#### Your instructions:
Taking the entries below from the top, restate each line exactly and end with the line containing "normalized away, multi-run".

#### Collected data entries:
○ ○ ○ ○

//! Trazar - cross-run call graph aggregation for calling-context profiles
//!
//! This library ingests per-process profiling records (one calling-context
//! tree per execution run, annotated with inclusive/exclusive time and a
//! module label) and produces an aggregated, cross-run call graph for
//! interactive inspection: callsites grouped into modules, cyclic call
//! patterns normalized away, multi-run edges merged with provenance kept,
//! and ensemble plus per-run timing aggregates on every node and edge.
//!
//! Rendering layers and derived-view builders consume the finished
//! [`supergraph::Supergraph`]; the selective reveal/split engine re-expands
//! individual callsites or whole modules on demand.

pub mod call_path;
pub mod context_tree;
pub mod ensemble_metrics;
pub mod graph_builder;
pub mod profile_record;
pub mod reveal;
pub mod supergraph;
//! Call path normalization
//!
//! A raw call path arrives as an ordered list of `"module=callsite"` tokens,
//! root first. Normalization turns it into a cycle-free sequence of
//! `(callsite, module key, level)` entries that the graph builder can group
//! consecutively by module key without ever folding two structurally
//! different call positions into one node.
//!
//! Two disambiguation rules apply while walking left to right:
//!
//! - A module reappearing at a group level it has not occupied before keeps
//!   its plain key. The builder's callback policy handles the resulting
//!   back transition (e.g. `A → B → A`).
//! - A callsite of a module recurring later in the same path (true
//!   recursion through other modules) would fold the recursive instance into
//!   its earlier occurrence. That occurrence is renamed to `module=callsite`
//!   so it becomes a distinct node and the grouped path stays cycle-free.
//!
//! Direct recursion (consecutive entries of one module) is absorbed by the
//! consecutive grouping and produces no self-loop.
//!
//! Everything here is a pure function over one path. No naming state is
//! shared between paths, so normalization is deterministic and could run
//! per-path in parallel.

use std::collections::HashMap;

/// Separator between a module name and a callsite name in a raw path token.
pub const MODULE_SEPARATOR: char = '=';

/// One entry of a normalized call path.
#[derive(Debug, Clone, PartialEq, Eq)]
pub struct PathEntry {
    /// Callsite name, unqualified.
    pub callsite: String,
    /// Module key: the plain module name, or `module=callsite` for a
    /// renamed recursive occurrence.
    pub module: String,
    /// Module-group depth; increments whenever the module key changes.
    pub level: usize,
}

/// A normalized path, root first. Empty when the raw path was empty or
/// malformed.
pub type NormalizedPath = Vec<PathEntry>;

/// One consecutive same-module run of a normalized path.
///
/// `first_callsite` is the callsite that enters the group; `last_callsite`
/// is the one that makes the outgoing call to the next group.
#[derive(Debug, Clone, PartialEq, Eq)]
pub struct GroupStep {
    /// Module key shared by every entry of the group.
    pub key: String,
    /// Base module name (key with any rename suffix stripped).
    pub module: String,
    pub first_callsite: String,
    pub last_callsite: String,
    pub level: usize,
}

/// Strip a rename suffix from a module key: `"mod=callsite"` → `"mod"`.
pub fn base_module(key: &str) -> &str {
    key.split(MODULE_SEPARATOR).next().unwrap_or(key)
}

/// Parse one `"module=callsite"` token. Returns `None` for tokens without a
/// separator or with an empty half.
pub fn parse_token(token: &str) -> Option<(&str, &str)> {
    let (module, callsite) = token.split_once(MODULE_SEPARATOR)?;
    if module.is_empty() || callsite.is_empty() {
        return None;
    }
    Some((module, callsite))
}

/// Normalize one raw call path.
///
/// Returns an empty path when the input is empty or any token is malformed;
/// callers skip such records and count them in their diagnostics.
pub fn normalize_path(tokens: &[String]) -> NormalizedPath {
    if tokens.is_empty() {
        return Vec::new();
    }

    let mut entries: NormalizedPath = Vec::with_capacity(tokens.len());
    // (module, callsite) -> level of the first occurrence
    let mut seen_callsites: HashMap<(String, String), usize> = HashMap::new();
    let mut prev_key: Option<String> = None;
    let mut level: usize = 0;

    for token in tokens {
        let Some((module, callsite)) = parse_token(token) else {
            return Vec::new();
        };

        let consecutive = prev_key.as_deref() == Some(module);
        let recursive = !consecutive
            && seen_callsites.contains_key(&(module.to_string(), callsite.to_string()));

        let key = if recursive {
            // True recursion: the same callsite recurs deeper in the path.
            // Rename this occurrence so it cannot fold into the earlier one.
            format!("{module}{MODULE_SEPARATOR}{callsite}")
        } else {
            module.to_string()
        };

        if let Some(prev) = prev_key.as_deref() {
            if prev != key {
                level += 1;
            }
        }

        seen_callsites
            .entry((module.to_string(), callsite.to_string()))
            .or_insert(level);

        entries.push(PathEntry {
            callsite: callsite.to_string(),
            module: key.clone(),
            level,
        });
        prev_key = Some(key);
    }

    entries
}

/// Collapse a normalized path into its consecutive same-key groups.
pub fn group_steps(path: &[PathEntry]) -> Vec<GroupStep> {
    let mut steps: Vec<GroupStep> = Vec::new();
    for entry in path {
        match steps.last_mut() {
            Some(step) if step.key == entry.module => {
                step.last_callsite = entry.callsite.clone();
            }
            _ => steps.push(GroupStep {
                key: entry.module.clone(),
                module: base_module(&entry.module).to_string(),
                first_callsite: entry.callsite.clone(),
                last_callsite: entry.callsite.clone(),
                level: entry.level,
            }),
        }
    }
    steps
}

/// Serialize group steps into the canonical grouping key used to bucket
/// records that traversed the same module-to-module transitions.
pub fn group_path_string(steps: &[GroupStep]) -> String {
    let tokens: Vec<String> = steps
        .iter()
        .map(|s| format!("{}:{}", s.key, s.last_callsite))
        .collect();
    tokens.join("|")
}

/// Component path of a raw path with respect to one focal module: the module
/// name followed by the path's callsites that belong to that module, in
/// order. Renamed recursive occurrences contribute under their base module.
pub fn component_path(tokens: &[String], focal_module: &str) -> Vec<String> {
    let mut out = vec![focal_module.to_string()];
    for token in tokens {
        if let Some((module, callsite)) = parse_token(token) {
            if module == focal_module {
                out.push(callsite.to_string());
            }
        }
    }
    out
}

#[cfg(test)]
mod tests {
    use super::*;

    fn tokens(raw: &[&str]) -> Vec<String> {
        raw.iter().map(|s| s.to_string()).collect()
    }

    #[test]
    fn test_empty_path() {
        assert!(normalize_path(&[]).is_empty());
    }

    #[test]
    fn test_malformed_token_yields_empty() {
        assert!(normalize_path(&tokens(&["ModA=f1", "garbage"])).is_empty());
        assert!(normalize_path(&tokens(&["=f1"])).is_empty());
        assert!(normalize_path(&tokens(&["ModA="])).is_empty());
    }

    #[test]
    fn test_plain_two_module_path() {
        let path = normalize_path(&tokens(&["ModA=f1", "ModA=f2", "ModB=g1"]));
        assert_eq!(path.len(), 3);
        assert_eq!(path[0].module, "ModA");
        assert_eq!(path[0].level, 0);
        assert_eq!(path[1].module, "ModA");
        assert_eq!(path[1].level, 0);
        assert_eq!(path[2].module, "ModB");
        assert_eq!(path[2].level, 1);
    }

    #[test]
    fn test_group_steps_collapse_consecutive() {
        let path = normalize_path(&tokens(&["ModA=f1", "ModA=f2", "ModB=g1"]));
        let steps = group_steps(&path);
        assert_eq!(steps.len(), 2);
        assert_eq!(steps[0].key, "ModA");
        assert_eq!(steps[0].first_callsite, "f1");
        assert_eq!(steps[0].last_callsite, "f2");
        assert_eq!(steps[1].key, "ModB");
        assert_eq!(steps[1].first_callsite, "g1");
        assert_eq!(steps[1].last_callsite, "g1");
    }

    #[test]
    fn test_module_reappearing_keeps_plain_key() {
        // A -> B -> A with a fresh callsite stays plain; the builder's
        // callback policy owns the back transition.
        let path = normalize_path(&tokens(&["ModA=f1", "ModB=g1", "ModA=f2"]));
        assert_eq!(path[2].module, "ModA");
        assert_eq!(path[2].level, 2);
    }

    #[test]
    fn test_recursive_callsite_is_renamed() {
        // f1 indirectly calls itself: the deeper occurrence becomes its own
        // node so grouping cannot fold the two call positions together.
        let path = normalize_path(&tokens(&["ModA=f1", "ModB=g1", "ModA=f1"]));
        assert_eq!(path[2].module, "ModA=f1");
        assert_eq!(path[2].callsite, "f1");
        let steps = group_steps(&path);
        assert_eq!(steps.len(), 3);
        assert_eq!(steps[2].key, "ModA=f1");
        assert_eq!(steps[2].module, "ModA");
    }

    #[test]
    fn test_direct_recursion_is_absorbed() {
        let path = normalize_path(&tokens(&["ModA=f1", "ModA=f1", "ModA=f1"]));
        let steps = group_steps(&path);
        assert_eq!(steps.len(), 1);
        assert_eq!(steps[0].level, 0);
    }

    #[test]
    fn test_base_module() {
        assert_eq!(base_module("ModA"), "ModA");
        assert_eq!(base_module("ModA=f1"), "ModA");
    }

    #[test]
    fn test_group_path_string_distinguishes_caller() {
        let a = normalize_path(&tokens(&["ModA=f1", "ModB=g1"]));
        let b = normalize_path(&tokens(&["ModA=f2", "ModB=g1"]));
        assert_ne!(
            group_path_string(&group_steps(&a)),
            group_path_string(&group_steps(&b))
        );
    }

    #[test]
    fn test_component_path() {
        let raw = tokens(&["ModA=f1", "ModB=g1", "ModB=g2", "ModA=f2"]);
        assert_eq!(component_path(&raw, "ModB"), vec!["ModB", "g1", "g2"]);
        assert_eq!(component_path(&raw, "ModA"), vec!["ModA", "f1", "f2"]);
    }
}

○ ○ ○ ○

#### Response box:
//! Trazar - cross-run call graph aggregation for calling-context profiles
//!
//! This library ingests per-process profiling records (one calling-context
//! tree per execution run, annotated with inclusive/exclusive time and a
//! module label) and produces an aggregated, cross-run call graph for
//! interactive inspection: callsites grouped into modules, cyclic call
//! patterns normalized away, multi-run edges merged with provenance kept,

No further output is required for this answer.